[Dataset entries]
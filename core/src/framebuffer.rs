//! # Framebuffer
//!
//! A 1-bit-per-pixel display buffer organized as 8-pixel-tall byte pages.
//!
//! ```text
//! byte index = column + page * width
//! bit b      = pixel (column, page * 8 + b), bit 0 on top
//! ```
//!
//! The buffer itself has no opinion about its contents; the bit-plane layout
//! is a convention shared with the [`Sprites`](crate::blitter::Sprites)
//! blitter and whatever flushes the buffer to the panel.

use alloc::boxed::Box;
use alloc::rc::Rc;
use alloc::vec;
use core::cell::RefCell;
use core::fmt::{Debug, Formatter};
use core::slice::Chunks;

use bit_field::BitField;

use crate::blitter::Sprites;

/// Width of the reference panel, in pixels.
pub const WIDTH: usize = 80;
/// Height of the reference panel, in pixels.
pub const HEIGHT: usize = 160;

/// A framebuffer handed between the game loop and the flush routine.
pub type SharedFramebuffer = Rc<RefCell<Framebuffer>>;

/// Create a reference-panel framebuffer with every byte set to `fill`, ready to share.
pub fn new_framebuffer(fill: u8) -> SharedFramebuffer {
    Rc::new(RefCell::new(Framebuffer::filled(WIDTH, HEIGHT, fill)))
}

#[derive(Clone, PartialEq, Eq)]
pub struct Framebuffer {
    width: usize,
    height: usize,
    data: Box<[u8]>,
}

impl Default for Framebuffer {
    fn default() -> Self {
        Self::new()
    }
}

impl Debug for Framebuffer {
    fn fmt(&self, f: &mut Formatter) -> core::fmt::Result {
        f.debug_struct("Framebuffer")
            .field("width", &self.width)
            .field("height", &self.height)
            .field("pages", &self.pages())
            .finish()
    }
}

impl Framebuffer {
    /// A zeroed buffer for the reference panel ([`WIDTH`] x [`HEIGHT`]).
    pub fn new() -> Self {
        Self::with_size(WIDTH, HEIGHT)
    }

    /// A zeroed buffer for a panel of the given size.
    pub fn with_size(width: usize, height: usize) -> Self {
        Self::filled(width, height, 0)
    }

    pub fn filled(width: usize, height: usize, fill: u8) -> Self {
        let pages = height.div_ceil(8);
        Self {
            width,
            height,
            data: vec![fill; width * pages].into_boxed_slice(),
        }
    }

    #[inline(always)]
    pub fn width(&self) -> usize {
        self.width
    }

    #[inline(always)]
    pub fn height(&self) -> usize {
        self.height
    }

    /// Number of page-rows, `ceil(height / 8)`.
    #[inline(always)]
    pub fn pages(&self) -> usize {
        self.height.div_ceil(8)
    }

    #[inline(always)]
    pub fn len(&self) -> usize {
        self.data.len()
    }

    #[inline(always)]
    pub fn is_empty(&self) -> bool {
        self.data.is_empty()
    }

    #[inline(always)]
    pub fn bytes(&self) -> &[u8] {
        &self.data
    }

    #[inline(always)]
    pub fn bytes_mut(&mut self) -> &mut [u8] {
        &mut self.data
    }

    /// The `width` bytes making up one page-row, in column order.
    ///
    /// Panics if `page >= self.pages()`.
    pub fn page_row(&self, page: usize) -> &[u8] {
        &self.data[page * self.width..(page + 1) * self.width]
    }

    /// Page-rows top to bottom, the order a page-addressed controller expects them.
    pub fn page_rows(&self) -> Chunks<'_, u8> {
        self.data.chunks(self.width.max(1))
    }

    /// Read a single pixel. Anything outside the panel reads as unset.
    pub fn pixel(&self, x: usize, y: usize) -> bool {
        if x >= self.width || y >= self.height {
            return false;
        }
        self.data[x + (y / 8) * self.width].get_bit(y % 8)
    }

    pub fn clear(&mut self, value: bool) {
        self.fill(if value { 0xFF } else { 0x00 });
    }

    pub fn fill(&mut self, byte: u8) {
        self.data.fill(byte);
    }

    /// Borrow the buffer for sprite drawing.
    pub fn sprites(&mut self) -> Sprites<'_> {
        Sprites::new(self)
    }
}

#[cfg(test)]
mod tests {
    use super::*;

    #[test]
    fn reference_panel_size() {
        let fb = Framebuffer::new();
        assert_eq!(fb.pages(), 20);
        assert_eq!(fb.len(), WIDTH * 20);
        assert!(fb.bytes().iter().all(|&b| b == 0));
    }

    #[test]
    fn partial_last_page_is_allocated() {
        let fb = Framebuffer::with_size(10, 13);
        assert_eq!(fb.pages(), 2);
        assert_eq!(fb.len(), 20);
    }

    #[test]
    fn pixel_reads_bit_plane() {
        let mut fb = Framebuffer::with_size(4, 16);
        fb.bytes_mut()[4 + 2] = 0b1000_0001;
        assert!(fb.pixel(2, 8));
        assert!(fb.pixel(2, 15));
        assert!(!fb.pixel(2, 9));
        assert!(!fb.pixel(3, 8));
        assert!(!fb.pixel(2, 16));
        assert!(!fb.pixel(4, 8));
    }

    #[test]
    fn page_rows_follow_layout() {
        let mut fb = Framebuffer::with_size(3, 16);
        fb.bytes_mut().copy_from_slice(&[1, 2, 3, 4, 5, 6]);
        assert_eq!(fb.page_row(1), &[4, 5, 6]);
        let rows: Vec<&[u8]> = fb.page_rows().collect();
        assert_eq!(rows, vec![&[1u8, 2, 3][..], &[4, 5, 6][..]]);
    }

    #[test]
    fn clear_and_shared() {
        let shared = new_framebuffer(0xAA);
        assert!(shared.borrow().bytes().iter().all(|&b| b == 0xAA));
        shared.borrow_mut().clear(true);
        assert!(shared.borrow().bytes().iter().all(|&b| b == 0xFF));
        shared.borrow_mut().clear(false);
        assert!(shared.borrow().bytes().iter().all(|&b| b == 0x00));
    }
}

• _Assignment_
Wherever a line holds the word "crate", copy that line out of the entries above.

• _Reply to the exercise_
//! is a convention shared with the [`Sprites`](crate::blitter::Sprites)
use crate::blitter::Sprites;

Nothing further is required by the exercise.